> [What is being asked]: Find "whole cannot fail." and "Self::default()" in the records below. Copy the lines holding them and every line between, exactly, and no others.
START Supplied material
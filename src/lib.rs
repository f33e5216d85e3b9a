// Module declarations in dependency order
pub mod core;
pub mod processing;
pub mod utils;

// Public exports for the embedding shell
pub use crate::core::{
    ColorFilter, PixelationJob, PixelationSettings, Progress, ProgressType, ProgressUpdate,
    DEFAULT_OUTPUT_DIR, DEFAULT_RESOLUTIONS,
};
pub use crate::processing::{
    BatchRunner, CancelToken, apply_filter, parse_resolution, pixelate_image, pixelate_images,
    pixelate_to_resolution,
};
pub use crate::utils::{OutputFormat, PixelError, PixelResult, ValidationError};
//! Sequential batch execution with per-image progress reporting.
//!
//! Each image is processed inside a `tokio::task::spawn_blocking` call so the
//! async runtime is never blocked; images are dispatched strictly one at a
//! time, in input order. A failed image contributes zero outputs and the
//! batch continues, so a batch as a whole cannot fail.

use std::path::PathBuf;
use std::sync::Arc;
use std::sync::atomic::{AtomicBool, Ordering};

use tracing::{debug, info, warn};

use crate::core::{
    PixelationJob, PixelationSettings, Progress, ProgressType, ProgressUpdate,
};
use crate::utils::PixelResult;
use super::pixelate::pixelate_image;

/// Cooperative cancellation flag checked between images.
///
/// The default token never cancels, which matches the reference behavior of
/// running every batch to completion.
#[derive(Debug, Clone, Default)]
pub struct CancelToken(Arc<AtomicBool>);

impl CancelToken {
    pub fn new() -> Self {
        Self::default()
    }

    /// Requests cancellation; the in-flight image still finishes.
    pub fn cancel(&self) {
        self.0.store(true, Ordering::Relaxed);
    }

    pub fn is_cancelled(&self) -> bool {
        self.0.load(Ordering::Relaxed)
    }
}

/// Drives the pixelation transform across an ordered list of source images.
pub struct BatchRunner {
    settings: PixelationSettings,
    cancel: CancelToken,
}

impl BatchRunner {
    pub fn new(settings: PixelationSettings) -> Self {
        Self {
            settings,
            cancel: CancelToken::new(),
        }
    }

    /// Installs a cancellation token checked between images.
    pub fn with_cancel_token(mut self, cancel: CancelToken) -> Self {
        self.cancel = cancel;
        self
    }

    /// Processes `inputs` sequentially, invoking `on_progress` after every
    /// image (failed ones included) and once more on completion.
    ///
    /// The returned list concatenates each image's outputs in input order,
    /// with resolution order preserved within an image. Progress percentages
    /// are floored and strictly non-decreasing; the final per-image update of
    /// a non-empty batch reports 100.
    pub async fn run(
        &self,
        inputs: Vec<PathBuf>,
        on_progress: impl Fn(ProgressUpdate) + Send + 'static,
    ) -> Vec<PathBuf> {
        let total = inputs.len();
        info!("Starting batch of {} image(s)", total);

        on_progress(Progress::new(ProgressType::Start, 0, total, "starting").to_progress_update());

        let mut outputs = Vec::new();
        let mut cancelled = false;

        for (idx, input_path) in inputs.into_iter().enumerate() {
            if self.cancel.is_cancelled() {
                info!("Batch cancelled after {} of {} image(s)", idx, total);
                cancelled = true;
                break;
            }

            let completed = idx + 1;
            let job = PixelationJob::new(input_path, self.settings.clone());
            let input_display = job.input_path.display().to_string();

            let result = tokio::task::spawn_blocking(move || pixelate_image(&job))
                .await
                .unwrap_or_else(|e| {
                    Err(crate::utils::PixelError::encode(format!("Job panicked: {e}")))
                });

            match result {
                Ok(paths) => {
                    debug!("'{}' produced {} output(s)", input_display, paths.len());
                    outputs.extend(paths);
                    on_progress(
                        Progress::new(ProgressType::Progress, completed, total, "processing")
                            .to_progress_update(),
                    );
                }
                Err(e) => {
                    // Swallow the error: this image contributes nothing and
                    // the batch moves on
                    warn!("Pixelation failed for '{}': {}", input_display, e);
                    on_progress(
                        Progress::new(ProgressType::Error, completed, total, "error")
                            .with_error(e.to_string())
                            .to_progress_update(),
                    );
                }
            }
        }

        if !cancelled {
            let complete = Progress::new(ProgressType::Complete, total, total, "complete")
                .with_metadata(serde_json::json!({ "outputs": outputs.len() }));
            on_progress(complete.to_progress_update());
        }

        info!("Batch finished with {} output file(s)", outputs.len());
        outputs
    }
}

/// Validates every input against `settings`, then runs the batch.
///
/// This is the shell's submission boundary: validation errors surface here,
/// before any processing starts, and never reach the runner.
pub async fn pixelate_images(
    inputs: Vec<PathBuf>,
    settings: PixelationSettings,
    on_progress: impl Fn(ProgressUpdate) + Send + 'static,
) -> PixelResult<Vec<PathBuf>> {
    for input in &inputs {
        PixelationJob::new(input.clone(), settings.clone())
            .validate()
            .await?;
    }

    Ok(BatchRunner::new(settings).run(inputs, on_progress).await)
}

#[cfg(test)]
mod tests {
    use super::*;
    use crate::core::ColorFilter;
    use crate::utils::{OutputFormat, PixelError};
    use image::{Rgba, RgbaImage};
    use std::sync::Mutex;

    fn write_source(dir: &std::path::Path, name: &str) -> PathBuf {
        let path = dir.join(name);
        let mut img = RgbaImage::new(16, 16);
        for pixel in img.pixels_mut() {
            *pixel = Rgba([0, 128, 0, 255]);
        }
        img.save(&path).unwrap();
        path
    }

    fn settings(dir: &std::path::Path) -> PixelationSettings {
        PixelationSettings {
            output_dir: dir.join("out"),
            resolutions: vec![2, 4],
            filter: ColorFilter::None,
            format: OutputFormat::Png,
        }
    }

    fn collect_progress() -> (Arc<Mutex<Vec<ProgressUpdate>>>, impl Fn(ProgressUpdate) + Send + 'static)
    {
        let updates = Arc::new(Mutex::new(Vec::new()));
        let sink = Arc::clone(&updates);
        (updates, move |u| sink.lock().unwrap().push(u))
    }

    #[tokio::test]
    async fn failed_image_is_skipped_and_progress_reaches_100() {
        let dir = tempfile::tempdir().unwrap();
        let first = write_source(dir.path(), "a.png");
        let missing = dir.path().join("missing.png");
        let third = write_source(dir.path(), "c.png");

        let (updates, on_progress) = collect_progress();
        let runner = BatchRunner::new(settings(dir.path()));
        let outputs = runner.run(vec![first, missing, third], on_progress).await;

        // two surviving images, two resolutions each
        assert_eq!(outputs.len(), 4);

        let updates = updates.lock().unwrap();
        let percentages: Vec<_> = updates.iter().map(|u| u.progress_percentage).collect();
        assert!(percentages.windows(2).all(|w| w[0] <= w[1]));
        assert_eq!(*percentages.last().unwrap(), 100);

        // the failed image still advanced the counter
        let error_update = updates.iter().find(|u| u.status == "error").unwrap();
        assert_eq!(error_update.completed_images, 2);
    }

    #[tokio::test]
    async fn result_order_is_image_then_resolution() {
        let dir = tempfile::tempdir().unwrap();
        let a = write_source(dir.path(), "a.png");
        let b = write_source(dir.path(), "b.png");

        let runner = BatchRunner::new(settings(dir.path()));
        let outputs = runner.run(vec![a, b], |_| {}).await;

        let names: Vec<_> = outputs
            .iter()
            .map(|p| p.file_name().unwrap().to_str().unwrap().to_string())
            .collect();
        assert_eq!(
            names,
            vec![
                "a_pixelated_2x2.png",
                "a_pixelated_4x4.png",
                "b_pixelated_2x2.png",
                "b_pixelated_4x4.png",
            ]
        );
    }

    #[tokio::test]
    async fn cancelled_batch_stops_between_images() {
        let dir = tempfile::tempdir().unwrap();
        let a = write_source(dir.path(), "a.png");
        let b = write_source(dir.path(), "b.png");

        let cancel = CancelToken::new();
        cancel.cancel();

        let (updates, on_progress) = collect_progress();
        let runner = BatchRunner::new(settings(dir.path())).with_cancel_token(cancel);
        let outputs = runner.run(vec![a, b], on_progress).await;

        assert!(outputs.is_empty());
        // start update only; no complete update for a cancelled batch
        assert!(updates.lock().unwrap().iter().all(|u| u.status != "complete"));
    }

    #[tokio::test]
    async fn submission_rejects_invalid_settings_before_running() {
        let dir = tempfile::tempdir().unwrap();
        let a = write_source(dir.path(), "a.png");

        let mut bad = settings(dir.path());
        bad.resolutions.clear();

        let err = pixelate_images(vec![a], bad, |_| {}).await.unwrap_err();
        assert!(matches!(err, PixelError::Validation(_)));
        assert!(!dir.path().join("out").exists());
    }

    #[tokio::test]
    async fn empty_batch_completes_immediately() {
        let dir = tempfile::tempdir().unwrap();
        let (updates, on_progress) = collect_progress();

        let outputs = BatchRunner::new(settings(dir.path()))
            .run(Vec::new(), on_progress)
            .await;

        assert!(outputs.is_empty());
        let updates = updates.lock().unwrap();
        assert_eq!(updates.last().unwrap().status, "complete");
    }
}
END Supplied material
> [Solution]:
//! batch continues, so a batch as a whole cannot fail.

use std::path::PathBuf;
use std::sync::Arc;
use std::sync::atomic::{AtomicBool, Ordering};

use tracing::{debug, info, warn};

use crate::core::{
    PixelationJob, PixelationSettings, Progress, ProgressType, ProgressUpdate,
};
use crate::utils::PixelResult;
use super::pixelate::pixelate_image;

/// Cooperative cancellation flag checked between images.
///
/// The default token never cancels, which matches the reference behavior of
/// running every batch to completion.
#[derive(Debug, Clone, Default)]
pub struct CancelToken(Arc<AtomicBool>);

impl CancelToken {
    pub fn new() -> Self {
        Self::default()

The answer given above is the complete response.